Fourteen months’ worth of retroactive health-care co-share increases, however, will reduce that amount.
The 26 members of the International Brotherhood of Police Officers, Local 406, last Thursday re-ratified a new three-year contract that gives them salary increases totaling 10 percent and increased health-insurance co-shares. The union vote did not include a side agreement that would have allowed more people to apply for the job of police chief. …
The contract calls for police who have either a family or single health-care plan to pay $800 per year, or double the $400 they have been paying. In year three of the contract, the cost for the employee will increase to $900 annually. Plan changes that increase the amount of co-payments for office visits, emergency visits and prescription drugs helped reduce overall costs to the town, Steckman said.

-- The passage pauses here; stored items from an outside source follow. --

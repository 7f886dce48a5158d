/// Replace `${ENV_VAR}` placeholders in raw config text.
///
/// Unresolvable variables are left as-is, so a literal `${...}` survives into
/// the parsed value and shows up in diagnostics instead of silently vanishing.
pub fn substitute_env(input: &str) -> String {
    substitute_with(input, |name| std::env::var(name).ok())
}

/// Placeholder expansion with a caller-supplied lookup.
pub fn substitute_with(input: &str, lookup: impl Fn(&str) -> Option<String>) -> String {
    let mut out = String::with_capacity(input.len());
    let mut rest = input;

    while let Some(start) = rest.find("${") {
        out.push_str(&rest[..start]);
        let after = &rest[start + 2..];
        match after.find('}') {
            Some(end) if end > 0 => {
                let name = &after[..end];
                match lookup(name) {
                    Some(value) => out.push_str(&value),
                    None => {
                        out.push_str("${");
                        out.push_str(name);
                        out.push('}');
                    },
                }
                rest = &after[end + 1..];
            },
            Some(_) => {
                // `${}`: nothing to resolve.
                out.push_str("${}");
                rest = &after[1..];
            },
            None => {
                // Unterminated, emit literally.
                out.push_str(&rest[start..]);
                rest = "";
            },
        }
    }

    out.push_str(rest);
    out
}

#[cfg(test)]
mod tests {
    use super::*;

    fn lookup(name: &str) -> Option<String> {
        (name == "HERALD_TOKENS").then(|| "/srv/tokens.txt".to_string())
    }

    #[test]
    fn substitutes_known_var() {
        assert_eq!(
            substitute_with("tokens_file = \"${HERALD_TOKENS}\"", lookup),
            "tokens_file = \"/srv/tokens.txt\""
        );
    }

    #[test]
    fn leaves_unknown_var() {
        assert_eq!(
            substitute_with("${HERALD_NONEXISTENT_XYZ}", lookup),
            "${HERALD_NONEXISTENT_XYZ}"
        );
    }

    #[test]
    fn unterminated_placeholder_is_literal() {
        assert_eq!(substitute_with("a ${HERALD_TOKENS", lookup), "a ${HERALD_TOKENS");
    }

    #[test]
    fn empty_placeholder_is_literal() {
        assert_eq!(substitute_with("x${}y", lookup), "x${}y");
    }

    #[test]
    fn no_placeholders() {
        assert_eq!(substitute_env("plain text"), "plain text");
    }
}
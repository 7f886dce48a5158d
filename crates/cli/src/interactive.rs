//! Prompt-driven menu: pick a channel, delay and loop mode, then dispatch.

use {
    anyhow::Result,
    herald_channels::{DispatchParams, SessionPool},
    herald_config::HeraldConfig,
    tokio::io::{AsyncBufRead, AsyncBufReadExt, AsyncWrite, AsyncWriteExt},
    tracing::{info, warn},
};

use crate::{
    dispatch_commands::{dispatch_from_file, format_report},
    signals::Interrupts,
};

/// Line-based prompt over any async reader/writer pair. Ctrl-C while waiting
/// for a line counts as end of input.
pub struct Prompter<R, W> {
    input: R,
    output: W,
    interrupts: Interrupts,
}

impl<R, W> Prompter<R, W>
where
    R: AsyncBufRead + Unpin,
    W: AsyncWrite + Unpin,
{
    pub fn new(input: R, output: W, interrupts: Interrupts) -> Self {
        Self {
            input,
            output,
            interrupts,
        }
    }

    /// Print `prompt` and read one trimmed line. `None` on end of input or
    /// Ctrl-C.
    pub async fn ask(&mut self, prompt: &str) -> std::io::Result<Option<String>> {
        self.output.write_all(prompt.as_bytes()).await?;
        self.output.flush().await?;
        self.interrupts.reset();

        let mut line = String::new();
        tokio::select! {
            read = self.input.read_line(&mut line) => {
                if read? == 0 {
                    return Ok(None);
                }
            },
            () = self.interrupts.next() => {
                info!("interrupted at prompt");
                self.say("\nInterrupted.").await?;
                return Ok(None);
            },
        }
        Ok(Some(line.trim().to_string()))
    }

    pub async fn say(&mut self, text: &str) -> std::io::Result<()> {
        self.output.write_all(text.as_bytes()).await?;
        self.output.write_all(b"\n").await?;
        self.output.flush().await
    }
}

enum Step {
    Continue,
    Quit,
}

/// Run the menu until the user exits or input ends.
pub async fn run<R, W>(
    pool: &SessionPool,
    config: &HeraldConfig,
    prompter: &mut Prompter<R, W>,
) -> Result<()>
where
    R: AsyncBufRead + Unpin,
    W: AsyncWrite + Unpin,
{
    prompter
        .say(&format!(
            "Welcome to herald ({} account(s): {})",
            pool.len(),
            pool.display_names().join(", ")
        ))
        .await?;

    loop {
        prompter
            .say("\nChoose option:\n1. Send message to channel\n2. Exit")
            .await?;
        let Some(choice) = prompter.ask("Your choice: ").await? else {
            return Ok(());
        };

        match choice.as_str() {
            "1" => {
                if let Step::Quit = send(pool, config, prompter).await? {
                    return Ok(());
                }
            },
            "2" => {
                prompter.say("Exiting program. Goodbye!").await?;
                return Ok(());
            },
            _ => prompter.say("Invalid choice. Please try again.").await?,
        }
    }
}

async fn send<R, W>(
    pool: &SessionPool,
    config: &HeraldConfig,
    prompter: &mut Prompter<R, W>,
) -> Result<Step>
where
    R: AsyncBufRead + Unpin,
    W: AsyncWrite + Unpin,
{
    let Some(channel) = prompter.ask("Input channel ID: ").await? else {
        return Ok(Step::Quit);
    };
    let Some(raw_delay) = prompter.ask("Input delay (sec): ").await? else {
        return Ok(Step::Quit);
    };
    let delay = match DispatchParams::parse_delay(&raw_delay) {
        Ok(delay) => delay,
        Err(e) => {
            warn!(error = %e, "invalid delay input");
            prompter.say(&e.to_string()).await?;
            return Ok(Step::Continue);
        },
    };
    let Some(raw_loop) = prompter.ask("loop ? (y/n): ").await? else {
        return Ok(Step::Quit);
    };

    let loop_forever = DispatchParams::parse_loop_flag(&raw_loop);
    let params = match DispatchParams::new(channel, delay, loop_forever) {
        Ok(params) => params,
        Err(e) => {
            warn!(error = %e, "invalid run parameters");
            prompter.say(&e.to_string()).await?;
            return Ok(Step::Continue);
        },
    };

    let outcome = dispatch_from_file(
        pool,
        &config.sources.messages_file,
        &params,
        &prompter.interrupts,
    )
    .await;
    match outcome {
        Ok(Some(report)) => prompter.say(&format_report(&report)).await?,
        Ok(None) => prompter.say("Run aborted.").await?,
        Err(e) => {
            warn!(error = %e, "error in message loop");
            prompter.say(&format!("Error: {e:#}")).await?;
        },
    }
    Ok(Step::Continue)
}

The town’s contribution for a family plan is $1,069 a month. The new plan will cost the town $1,056 a month. The cost to the town for a single plan is $422 a month. Under the new plan, it will be $417.
There are two reasons that I haven’t mentioned this story. The primary reason is that I just didn’t see it. I haven’t the time to add The Newport Daily News to my daily dead-tree skims, and having long ago found the periodical’s Web site next to useless, I lapsed from the practice of checking it regularly for news. It bears mentioning, here, that we’re just folks who keep this site up in our spare time, of which Rhode Island has been working hard to ensure that I have a decreasing supply.

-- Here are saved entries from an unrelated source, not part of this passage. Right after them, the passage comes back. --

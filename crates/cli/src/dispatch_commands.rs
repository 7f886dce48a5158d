use std::{path::Path, time::Duration};

use {
    anyhow::{Context, Result},
    herald_channels::{DispatchParams, DispatchReport, SessionPool, dispatch},
    herald_config::HeraldConfig,
    tokio_util::sync::CancellationToken,
    tracing::warn,
};

use crate::signals::Interrupts;

/// Options of the non-interactive `send` command. `None` falls back to the
/// config.
pub struct SendArgs {
    pub channel: Option<String>,
    pub delay: Option<u64>,
    pub loop_forever: Option<bool>,
}

pub async fn handle_send(
    pool: &SessionPool,
    config: &HeraldConfig,
    args: SendArgs,
    interrupts: &Interrupts,
) -> Result<()> {
    let params = send_params(config, args)?;
    match dispatch_from_file(pool, &config.sources.messages_file, &params, interrupts).await? {
        Some(report) => println!("{}", format_report(&report)),
        None => println!("Run aborted."),
    }
    Ok(())
}

fn send_params(config: &HeraldConfig, args: SendArgs) -> Result<DispatchParams> {
    let channel = args
        .channel
        .or_else(|| config.dispatch.channel_id.clone())
        .context("no channel given: pass --channel or set dispatch.channel_id")?;
    let delay = Duration::from_secs(args.delay.unwrap_or(config.dispatch.delay_secs));
    let loop_forever = args.loop_forever.unwrap_or(config.dispatch.loop_forever);
    Ok(DispatchParams::new(channel, delay, loop_forever)?)
}

pub fn handle_accounts(pool: &SessionPool) {
    println!("{} account(s) logged in:", pool.len());
    for (index, name) in pool.display_names().iter().enumerate() {
        println!("{index:>3}  {name}");
    }
}

pub fn format_report(report: &DispatchReport) -> String {
    format!(
        "Finished ({:?}): {} sent, {} failed over {} pass{}.",
        report.outcome,
        report.sent,
        report.failed,
        report.passes,
        if report.passes == 1 {
            ""
        } else {
            "es"
        }
    )
}

/// Re-read the message file and run the dispatcher on it.
///
/// The first Ctrl-C stops the run at the end of the current pass; a second
/// one abandons it immediately, in which case `None` is returned.
pub async fn dispatch_from_file(
    pool: &SessionPool,
    messages_file: &Path,
    params: &DispatchParams,
    interrupts: &Interrupts,
) -> Result<Option<DispatchReport>> {
    let messages = herald_config::load_messages(messages_file)?;
    let cancel = CancellationToken::new();
    let mut interrupts = interrupts.subscribe();

    let run = dispatch::run(pool, &messages, params, &cancel, None);
    tokio::pin!(run);

    loop {
        tokio::select! {
            result = &mut run => return Ok(Some(result?)),
            () = interrupts.next() => {
                if cancel.is_cancelled() {
                    warn!("second interrupt, abandoning run");
                    return Ok(None);
                }
                cancel.cancel();
                warn!("interrupt received, stopping after the current pass (Ctrl-C again to abort)");
            },
        }
    }
}
//! Configuration: schema, discovery and loading, `${ENV}` substitution, and
//! the line-oriented credential/message sources.

pub mod env_subst;
pub mod loader;
pub mod schema;
pub mod sources;

pub use {
    loader::{
        clear_config_dir, config_dir, discover_and_load, load_config, set_config_dir,
    },
    schema::{DispatchDefaults, HeraldConfig, SourcesConfig},
    sources::{load_credentials, load_messages, read_lines},
};
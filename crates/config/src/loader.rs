use std::{
    path::{Path, PathBuf},
    sync::Mutex,
};

use tracing::{debug, warn};

use crate::{env_subst::substitute_env, schema::HeraldConfig};

/// Standard config file names, checked in order.
const CONFIG_FILENAMES: &[&str] = &["herald.toml", "herald.yaml", "herald.yml", "herald.json"];

/// Override for the config directory, set via `set_config_dir()`.
static CONFIG_DIR_OVERRIDE: Mutex<Option<PathBuf>> = Mutex::new(None);

/// Set a custom config directory. When set, discovery only looks in this
/// directory; project-local and user-global paths are skipped.
pub fn set_config_dir(path: PathBuf) {
    *CONFIG_DIR_OVERRIDE
        .lock()
        .unwrap_or_else(|poisoned| poisoned.into_inner()) = Some(path);
}

/// Clear the config directory override, restoring default discovery.
pub fn clear_config_dir() {
    *CONFIG_DIR_OVERRIDE
        .lock()
        .unwrap_or_else(|poisoned| poisoned.into_inner()) = None;
}

fn config_dir_override() -> Option<PathBuf> {
    CONFIG_DIR_OVERRIDE
        .lock()
        .unwrap_or_else(|poisoned| poisoned.into_inner())
        .clone()
}

/// Load config from the given path (any supported format).
pub fn load_config(path: &Path) -> anyhow::Result<HeraldConfig> {
    let raw = std::fs::read_to_string(path)
        .map_err(|e| anyhow::anyhow!("failed to read {}: {e}", path.display()))?;
    let raw = substitute_env(&raw);
    parse_config(&raw, path)
}

/// Discover and load config from standard locations.
///
/// Search order:
/// 1. `./herald.{toml,yaml,yml,json}` (project-local)
/// 2. `~/.config/herald/herald.{toml,yaml,yml,json}` (user-global)
///
/// Returns `HeraldConfig::default()` if no config file is found or the one
/// found does not parse.
pub fn discover_and_load() -> HeraldConfig {
    let Some(path) = find_config_file() else {
        debug!("no config file found, writing default config");
        let config = HeraldConfig::default();
        if let Err(e) = write_default_config(&config) {
            warn!(error = %e, "failed to write default config file");
        }
        return config;
    };

    debug!(path = %path.display(), "loading config");
    load_config(&path).unwrap_or_else(|e| {
        warn!(path = %path.display(), error = %e, "failed to load config, using defaults");
        HeraldConfig::default()
    })
}

/// Find the first config file in standard locations.
fn find_config_file() -> Option<PathBuf> {
    if let Some(dir) = config_dir_override() {
        // Override is set, don't fall through to other locations.
        return first_existing(&dir);
    }

    first_existing(Path::new(".")).or_else(|| config_dir().and_then(|dir| first_existing(&dir)))
}

fn first_existing(dir: &Path) -> Option<PathBuf> {
    CONFIG_FILENAMES
        .iter()
        .map(|name| dir.join(name))
        .find(|p| p.exists())
}

/// Returns the config directory: override, or `~/.config/herald/`.
pub fn config_dir() -> Option<PathBuf> {
    if let Some(dir) = config_dir_override() {
        return Some(dir);
    }
    directories::BaseDirs::new().map(|d| d.home_dir().join(".config").join("herald"))
}

/// Write the default config file to the config directory.
/// Only called when no config file exists yet.
fn write_default_config(config: &HeraldConfig) -> anyhow::Result<()> {
    let path = config_dir()
        .unwrap_or_else(|| PathBuf::from("."))
        .join("herald.toml");
    if path.exists() {
        return Ok(());
    }
    if let Some(parent) = path.parent() {
        std::fs::create_dir_all(parent)?;
    }
    let toml_str =
        toml::to_string_pretty(config).map_err(|e| anyhow::anyhow!("serialize config: {e}"))?;
    std::fs::write(&path, toml_str)?;
    debug!(path = %path.display(), "wrote default config file");
    Ok(())
}

fn parse_config(raw: &str, path: &Path) -> anyhow::Result<HeraldConfig> {
    let ext = path.extension().and_then(|e| e.to_str()).unwrap_or("toml");

    match ext {
        "toml" => Ok(toml::from_str(raw)?),
        "yaml" | "yml" => Ok(serde_yaml::from_str(raw)?),
        "json" => Ok(serde_json::from_str(raw)?),
        _ => anyhow::bail!("unsupported config format: .{ext}"),
    }
}
//! Discord session provider.
//!
//! Accounts are driven through Discord's REST API with `serenity::http::Http`;
//! no gateway shard is started since the dispatcher only posts messages.

pub mod error;
pub mod provider;

pub use provider::{DiscordProvider, DiscordSession, MAX_MESSAGE_LEN};
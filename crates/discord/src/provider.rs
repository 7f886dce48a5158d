use std::sync::Arc;

use {
    async_trait::async_trait,
    herald_channels::{AccountSession, SessionError, SessionProvider},
    secrecy::{ExposeSecret, Secret},
    serenity::{http::Http, model::id::ChannelId},
    tracing::debug,
};

use crate::error::classify_open;

/// Discord rejects message content longer than this many characters.
pub const MAX_MESSAGE_LEN: usize = 2000;

/// Builds Discord sessions from account tokens.
#[derive(Debug, Clone, Default)]
pub struct DiscordProvider;

impl DiscordProvider {
    pub fn new() -> Self {
        Self
    }
}

#[async_trait]
impl SessionProvider for DiscordProvider {
    fn id(&self) -> &str {
        "discord"
    }

    async fn authenticate(
        &self,
        token: &Secret<String>,
    ) -> Result<Box<dyn AccountSession>, SessionError> {
        let raw = token.expose_secret().trim();
        if raw.is_empty() {
            return Err(SessionError::Auth("empty token".into()));
        }
        Ok(Box::new(DiscordSession {
            http: Some(Arc::new(Http::new(raw))),
            connected: false,
        }))
    }
}

/// One Discord account, backed by a REST client carrying its token.
pub struct DiscordSession {
    /// `None` once closed.
    http: Option<Arc<Http>>,
    connected: bool,
}

impl std::fmt::Debug for DiscordSession {
    fn fmt(&self, f: &mut std::fmt::Formatter<'_>) -> std::fmt::Result {
        f.debug_struct("DiscordSession")
            .field("token", &"[REDACTED]")
            .field("connected", &self.connected)
            .field("closed", &self.http.is_none())
            .finish()
    }
}

impl DiscordSession {
    fn http(&self) -> Result<&Arc<Http>, SessionError> {
        self.http
            .as_ref()
            .ok_or_else(|| SessionError::Connection("session is closed".into()))
    }
}

#[async_trait]
impl AccountSession for DiscordSession {
    async fn open(&mut self) -> Result<(), SessionError> {
        let http = self.http()?;
        // The bot gateway endpoint requires a valid token, so it doubles as
        // a credential check.
        let gateway = http.get_bot_gateway().await.map_err(|e| classify_open(&e))?;
        debug!(shards = gateway.shards, "discord gateway reachable");
        self.connected = true;
        Ok(())
    }

    async fn whoami(&self) -> Result<String, SessionError> {
        let user = self
            .http()?
            .get_current_user()
            .await
            .map_err(|e| SessionError::Query(e.to_string()))?;
        Ok(user.name.clone())
    }

    async fn send_text(&self, channel_id: &str, text: &str) -> Result<(), SessionError> {
        let channel = parse_channel_id(channel_id)?;
        check_content(text)?;
        let http = self.http()?;
        channel
            .say(&**http, text)
            .await
            .map_err(|e| SessionError::Send(e.to_string()))?;
        Ok(())
    }

    async fn close(&mut self) -> Result<(), SessionError> {
        if self.http.take().is_some() {
            debug!("discord session closed");
        }
        self.connected = false;
        Ok(())
    }
}

/// Discord channel ids are non-zero 64-bit snowflakes.
pub fn parse_channel_id(raw: &str) -> Result<ChannelId, SessionError> {
    match raw.trim().parse::<u64>() {
        Ok(0) | Err(_) => Err(SessionError::Send(format!("invalid channel id {raw:?}"))),
        Ok(id) => Ok(ChannelId::new(id)),
    }
}

fn check_content(text: &str) -> Result<(), SessionError> {
    let len = text.chars().count();
    if len == 0 {
        return Err(SessionError::Send("message is empty".into()));
    }
    if len > MAX_MESSAGE_LEN {
        return Err(SessionError::Send(format!(
            "message is {len} characters, limit is {MAX_MESSAGE_LEN}"
        )));
    }
    Ok(())
}
//! Process-wide Ctrl-C fan-out.
//!
//! One task owns the SIGINT listener for the life of the process and bumps a
//! counter on every press. Prompts and dispatch runs hold their own receivers
//! and only react to presses that arrive while they wait.

use {tokio::sync::watch, tracing::warn};

#[derive(Clone)]
pub struct Interrupts {
    rx: watch::Receiver<u64>,
}

impl Interrupts {
    /// Start listening for Ctrl-C. Must be called from within the runtime.
    pub fn listen() -> Self {
        let (tx, rx) = watch::channel(0);
        tokio::spawn(async move {
            loop {
                if let Err(e) = tokio::signal::ctrl_c().await {
                    warn!(error = %e, "failed to listen for Ctrl-C");
                    return;
                }
                tx.send_modify(|presses| *presses += 1);
            }
        });
        Self { rx }
    }

    /// A source fired by hand instead of by SIGINT.
    #[cfg(test)]
    pub fn manual() -> (watch::Sender<u64>, Self) {
        let (tx, rx) = watch::channel(0);
        (tx, Self { rx })
    }

    /// Forget presses that happened before now.
    pub fn reset(&mut self) {
        let _ = self.rx.borrow_and_update();
    }

    /// A receiver that ignores every press before this call.
    pub fn subscribe(&self) -> Self {
        let mut fresh = self.clone();
        fresh.reset();
        fresh
    }

    /// Resolve on the next press. Never resolves once the listener is gone.
    pub async fn next(&mut self) {
        if self.rx.changed().await.is_err() {
            std::future::pending::<()>().await;
        }
    }
}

The second reason is obviously made moot by the first, but it’s worth noting: I’ve only recently forced myself to take an interest in the local government, here in Tiverton, so even if I’d caught this story on the 12th, I wouldn’t have had much background for any statements. Part of what makes the teachers’ union’s negotiation so egregious is that it had the audacity to up its percentage demands in a context of extreme fiscal restraints, as well as the way in which the percentage increases compound with the step increases. I already knew some of the tricks hidden in the numbers.
I’ve less historical foundation for assessing police contracts, both for comparison with previous contracts and for understanding how the remuneration adds up. I certainly intend to remedy this gap in my knowledge, but until such time as Anchor Rising can dispel my need to work as a carpenter on Saturdays, that remedy will have to be pursued in due course.